John Newton was the former slave trader who came to Christ and wrote the world’s most famous hymn, Amazing Grace. A few years before he died, a friend was having breakfast with him, which he quite often did. Their custom was to read from the Bible after the meal. Because Newton’s eyes were growing dim, his friend would read the Bible verses, then Newton would comment briefly on the passage.
On one particular day the selection was from 1 Corinthians 15, which is a wonderful treatise on the resurrection. When the words “by the grace of God I am what I am” were read, Newton was silent for several minutes. Then he said, “I am not what I ought to be. How imperfect and deficient I am! I am not what I wish to be, although I abhor that which is evil and would cleave to what is good. I am not what I hope to be, but soon I shall put off mortality, and with it all sin. Though I am not what I ought to be, nor what I wish to be, nor yet what I hope to be, I can truly say I am not what I once was: a slave to sin and Satan. I can heartily join with the apostle and acknowledge that by the grace of God I am what I am! [I am new!]”

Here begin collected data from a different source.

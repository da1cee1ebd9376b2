//! The indexing pipeline.
//!
//! One run walks the whole vault and brings the store up to date:
//!
//! ```text
//! Preflight ──► Discover ──► for each batch of files:
//!                               Process (hash, skip or chunk) ──► Embed ──► Write
//!                            ──► Summarize
//! ```
//!
//! # Change detection
//!
//! Every chunk carries the SHA-256 of its *whole* source file. A file whose
//! stored hash equals the hash of its current content is skipped without
//! any embedding calls. Timestamps are never consulted.
//!
//! # Failure policy
//!
//! | Failure | Effect |
//! |---------|--------|
//! | provider unreachable at preflight | run aborts with [`IndexError::ProviderUnavailable`] |
//! | configured model not listed | warning only |
//! | file unreadable, store lookup fails | `errors += 1`, run continues |
//! | a chunk's embedding comes back empty | chunk dropped, logged |
//! | no chunk of a changed file embeds | old chunks removed, file retried next run |
//! | batch write fails | `errors += chunks in batch`, no retry |
//!
//! # Concurrency
//!
//! Runs are exclusive. A second [`Indexer::run`] while one is in flight
//! returns [`IndexError::RunInProgress`] immediately instead of queueing.

use std::path::Path;
use std::sync::atomic::{AtomicBool, Ordering};
use std::sync::Arc;
use std::time::SystemTime;

use chrono::{DateTime, Utc};
use sha2::{Digest, Sha256};
use tokio::sync::Mutex;
use tracing::{debug, error, info, info_span, warn, Instrument};
use uuid::Uuid;

use crate::chunk::chunk_text;
use crate::config::{ChunkingConfig, Config, VaultConfig};
use crate::discover::{discover_notes, path_key};
use crate::embedding::EmbeddingProvider;
use crate::error::IndexError;
use crate::models::{logical_path, ChunkMetadata, ChunkRecord, IndexRunResult, VaultStats};
use crate::store::{derive_id, VectorStore};

pub struct Indexer {
    embedder: Arc<dyn EmbeddingProvider>,
    store: Arc<dyn VectorStore>,
    vault: VaultConfig,
    chunking: ChunkingConfig,
    batch_size: usize,
    provider_url: String,
    run_guard: Mutex<()>,
    running: AtomicBool,
}

/// Clears the running flag when a run ends, however it ends.
struct RunningFlag<'a>(&'a AtomicBool);

impl<'a> RunningFlag<'a> {
    fn raise(flag: &'a AtomicBool) -> Self {
        flag.store(true, Ordering::SeqCst);
        Self(flag)
    }
}

impl Drop for RunningFlag<'_> {
    fn drop(&mut self) {
        self.0.store(false, Ordering::SeqCst);
    }
}

enum FileOutcome {
    Skipped,
    Processed(Vec<ChunkRecord>),
}

impl Indexer {
    pub fn new(
        embedder: Arc<dyn EmbeddingProvider>,
        store: Arc<dyn VectorStore>,
        config: &Config,
    ) -> Self {
        Self {
            embedder,
            store,
            vault: config.vault.clone(),
            chunking: config.chunking.clone(),
            batch_size: config.indexing.batch_size.max(1),
            provider_url: config.embedding.url.clone(),
            run_guard: Mutex::new(()),
            running: AtomicBool::new(false),
        }
    }

    /// Whether a run is in flight. Reads a flag and never touches the run
    /// guard, so polling it cannot make a concurrent [`run`](Self::run) fail.
    pub fn is_running(&self) -> bool {
        self.running.load(Ordering::SeqCst)
    }

    /// Run the full pipeline once.
    pub async fn run(&self) -> Result<IndexRunResult, IndexError> {
        let _guard = self
            .run_guard
            .try_lock()
            .map_err(|_| IndexError::RunInProgress)?;
        let _running = RunningFlag::raise(&self.running);

        let span = info_span!("index_run", run_id = %Uuid::new_v4());
        self.run_locked().instrument(span).await
    }

    async fn run_locked(&self) -> Result<IndexRunResult, IndexError> {
        info!(vault = %self.vault.path.display(), "starting index run");

        if !self.embedder.is_healthy().await {
            error!(url = %self.provider_url, "embedding provider unreachable; aborting run");
            return Err(IndexError::ProviderUnavailable {
                url: self.provider_url.clone(),
            });
        }
        if !self.embedder.has_model().await {
            warn!(
                model = %self.embedder.model_name(),
                "model not listed by provider; proceeding anyway"
            );
        }

        let files = discover_notes(&self.vault)?;
        info!(files = files.len(), "discovered notes");

        let mut result = IndexRunResult {
            total_files: files.len(),
            ..IndexRunResult::default()
        };

        for batch in files.chunks(self.batch_size) {
            let mut pending: Vec<ChunkRecord> = Vec::new();

            for path in batch {
                match self.process_file(path).await {
                    Ok(FileOutcome::Skipped) => {
                        debug!(path = %path.display(), "unchanged, skipping");
                        result.skipped += 1;
                    }
                    Ok(FileOutcome::Processed(records)) => {
                        info!(path = %path.display(), chunks = records.len(), "processed");
                        result.processed += 1;
                        pending.extend(records);
                    }
                    Err(e) => {
                        error!(path = %path.display(), error = %e, "failed to process file");
                        result.errors += 1;
                    }
                }
            }

            if pending.is_empty() {
                continue;
            }
            if let Err(e) = self.store.upsert_batch(&pending).await {
                error!(chunks = pending.len(), error = %e, "batch write failed");
                result.errors += pending.len();
            }
        }

        info!(
            processed = result.processed,
            skipped = result.skipped,
            errors = result.errors,
            total_files = result.total_files,
            "index run complete"
        );
        Ok(result)
    }

    async fn process_file(&self, path: &Path) -> Result<FileOutcome, IndexError> {
        let read_err = |source| IndexError::Read {
            path: path.to_path_buf(),
            source,
        };
        let content = tokio::fs::read_to_string(path).await.map_err(read_err)?;
        let stat = tokio::fs::metadata(path).await.map_err(read_err)?;

        let file_path = path_key(path);
        let hash = content_hash(&content);

        let previous = self.stored_hash(&file_path).await?;
        if previous.as_deref() == Some(hash.as_str()) {
            return Ok(FileOutcome::Skipped);
        }

        let chunks: Vec<String> =
            chunk_text(&content, self.chunking.max_chars, self.chunking.overlap_chars)
                .into_iter()
                .filter(|c| !c.trim().is_empty())
                .collect();
        let total = chunks.len();

        let modified = stat.modified().ok();
        let modified_at = rfc3339(modified);
        let created_at = rfc3339(stat.created().ok().or(modified));
        let file_name = path
            .file_name()
            .map(|n| n.to_string_lossy().into_owned())
            .unwrap_or_default();

        let embeddings = self.embedder.embed_many(&chunks).await;

        let mut records = Vec::with_capacity(total);
        for (index, (text, embedding)) in chunks.into_iter().zip(embeddings).enumerate() {
            let logical = logical_path(&file_path, index, total);
            if embedding.is_empty() {
                warn!(chunk = %logical, "embedding unavailable; dropping chunk");
                continue;
            }
            records.push(ChunkRecord {
                id: derive_id(&logical),
                logical_path: logical,
                source_path: file_path.clone(),
                metadata: ChunkMetadata {
                    file_path: file_path.clone(),
                    file_name: file_name.clone(),
                    file_size: stat.len(),
                    modified_at: modified_at.clone(),
                    created_at: created_at.clone(),
                    content_hash: hash.clone(),
                    chunk_index: index,
                    total_chunks: total,
                    chunk_size: text.chars().count(),
                    indexed_at: Utc::now().to_rfc3339(),
                },
                content: text,
                embedding,
            });
        }

        if records.is_empty() {
            if total > 0 {
                warn!(path = %file_path, chunks = total, "no chunk of the file could be embedded");
            }
            // Nothing will be written, so the upsert cannot prune the old
            // version. Drop it here; the next run then retries the file.
            if previous.is_some() {
                self.store.delete(&file_path).await?;
                warn!(path = %file_path, "removed chunks of the previous version");
            }
        }

        Ok(FileOutcome::Processed(records))
    }

    /// Content hash recorded for a file, checking the single-chunk logical
    /// path first and then the first chunk of a split file.
    async fn stored_hash(&self, file_path: &str) -> Result<Option<String>, IndexError> {
        for candidate in [file_path.to_string(), logical_path(file_path, 0, 2)] {
            if let Some(chunk) = self.store.get_by_logical_path(&candidate).await? {
                return Ok(Some(chunk.metadata.content_hash));
            }
        }
        Ok(None)
    }

    /// File count and total size of the notes a run would consider.
    pub fn vault_stats(&self) -> Result<VaultStats, IndexError> {
        let files = discover_notes(&self.vault)?;
        let total_size_bytes = files
            .iter()
            .filter_map(|p| std::fs::metadata(p).ok())
            .map(|m| m.len())
            .sum();
        Ok(VaultStats {
            total_files: files.len(),
            total_size_bytes,
            vault_path: path_key(&self.vault.path),
        })
    }
}

/// Lowercase hex SHA-256 of a file's full content.
pub fn content_hash(content: &str) -> String {
    let mut hasher = Sha256::new();
    hasher.update(content.as_bytes());
    format!("{:x}", hasher.finalize())
}

fn rfc3339(time: Option<SystemTime>) -> String {
    time.map(|t| DateTime::<Utc>::from(t).to_rfc3339())
        .unwrap_or_default()
}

-Newton recognized that, although imperfect, he was still new. He was not what he once was. The old had passed away, and the new had come.
-Christian, are you rejoicing in the newness, and are you living in the newness? I invite you to come to the altar and ask God to remind you constantly that you are new, and thank Him that you are not what you once were. And ask Him for power to live in the newness.
-But maybe you are not new because you have never been reconciled to God through Christ. You can start a new life today. As one person put it:
Though no one can go back and make a brand new start, anyone can start from now and make a brand new ending. – Carl Bard
-Come forward today, be reconciled to God, and be made brand new today.